Stored data entries
------------------------------------------------

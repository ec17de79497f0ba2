//! Java.
//!
//! Three states:
//!
//! - `root`: everything, in the priority order below.
//! - `class`: entered after `class`/`interface`; emits whitespace, then one
//!   identifier as `Name.Class`, then pops.
//! - `import`: entered after `import`; emits whitespace, then one dotted path
//!   (optionally ending in `*`) as `Name.Namespace`, then pops.
//!
//! The first root rule recognises a method signature (modifier/type words, a
//! name, `(`) and hands the word run back to a fresh Java lexer instead of
//! repeating the keyword rules for it.

use crate::engine::{Action, Behavior, LanguageDescriptor, ROOT, RuleTable, Target, words};
use crate::error::BuildError;
use crate::languages::LanguageDef;
use crate::token::TokenKind::*;


pub static DESCRIPTOR: LanguageDescriptor = LanguageDescriptor {
    name: "Java",
    aliases: &["java"],
    filenames: &["*.java"],
    mimetypes: &["text/x-java"],
    description: "The Java programming language (java.com)",
};

pub static LANGUAGE: LanguageDef = LanguageDef { descriptor: &DESCRIPTOR, build: table };

const CLASS: &str = "class";
const IMPORT: &str = "import";

const ID: &str = "[a-zA-Z_][a-zA-Z0-9_]*";

const KEYWORDS: &[&str] = &[
    "assert", "break", "case", "catch", "continue", "default", "do", "else", "finally", "for", "if", "goto",
    "instanceof", "new", "return", "switch", "this", "throw", "try", "while",
];

const DECLARATIONS: &[&str] = &[
    "abstract", "const", "enum", "extends", "final", "implements", "native", "private", "protected", "public",
    "static", "strictfp", "super", "synchronized", "throws", "transient", "volatile",
];

const TYPES: &[&str] = &["boolean", "byte", "char", "double", "float", "int", "long", "short", "void"];

/// Build the Java rule table.
pub fn table() -> Result<RuleTable, BuildError> {
    RuleTable::builder(&DESCRIPTOR)
        .state(
            ROOT,
            vec![
                // modifiers/return type, method name, optional space, open paren
                rule!(
                    r"^(\s*(?:[A-Za-z_][0-9A-Za-z_.\[\]]*\s+)+?)([A-Za-z_][0-9A-Za-z_]*)(\s*)(\()" =>
                    Behavior::Composite(vec![
                        Action::delegate(1, Target::Current),
                        Action::emit(2, NameFunction),
                        Action::emit(3, Text),
                        Action::emit(4, Punctuation),
                    ])
                ),
                rule!(r"\s+" => Behavior::Emit(Text)),
                rule!(r"//.*?$" => Behavior::Emit(CommentSingle)),
                rule!(r"(?s:/\*.*?\*/)" => Behavior::Emit(CommentMultiline)),
                rule!(format!("@{ID}") => Behavior::Emit(NameDecorator)),
                rule!(words(KEYWORDS) => Behavior::Emit(Keyword)),
                rule!(words(DECLARATIONS) => Behavior::Emit(KeywordDeclaration)),
                rule!(words(TYPES) => Behavior::Emit(KeywordType)),
                rule!(r"package\b" => Behavior::Emit(KeywordNamespace)),
                rule!(r"(?:true|false|null)\b" => Behavior::Emit(KeywordConstant)),
                rule!(r"(?:class|interface)\b" => Behavior::EmitAndPush(KeywordDeclaration, CLASS)),
                rule!(r"import\b" => Behavior::EmitAndPush(KeywordNamespace, IMPORT)),
                rule!(r#""(?:\\.|[^"\\])*""# => Behavior::Emit(LiteralString)),
                rule!(r"'(?:\\u[0-9a-fA-F]{4}|\\.|[^\\'])'" => Behavior::Emit(LiteralStringChar)),
                rule!(
                    format!(r"(\.)({ID})") =>
                    Behavior::Composite(vec![Action::emit(1, Operator), Action::emit(2, NameAttribute)])
                ),
                rule!(format!("{ID}:") => Behavior::Emit(NameLabel)),
                rule!(format!(r"\$?{ID}") => Behavior::Emit(Name)),
                rule!(r"[(){}\[\];,]" => Behavior::Emit(Punctuation)),
                rule!(r"[~^*!%&<>|+=:./?-]" => Behavior::Emit(Operator)),
                rule!(r"[0-9][0-9]*\.[0-9]+(?:[eE][0-9]+)?[fd]?" => Behavior::Emit(LiteralNumber)),
                rule!(r"0x[0-9a-fA-F]+" => Behavior::Emit(LiteralNumberHex)),
                rule!(r"[0-9]+L?" => Behavior::Emit(LiteralNumberInteger)),
            ],
        )
        .state(CLASS, vec![rule!(r"\s+" => Behavior::Emit(Text)), rule!(ID => Behavior::EmitAndPop(NameClass))])
        .state(
            IMPORT,
            vec![
                rule!(r"\s+" => Behavior::Emit(Text)),
                rule!(r"[a-zA-Z0-9_.]+\*?" => Behavior::EmitAndPop(NameNamespace)),
            ],
        )
        .build()
}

------------------------------------------------

EXERCISE OBJECTIVE: Count up the lines in the records that contain the word "whitespace" and reply with that figure only.

THE COMPLETED TASK: 2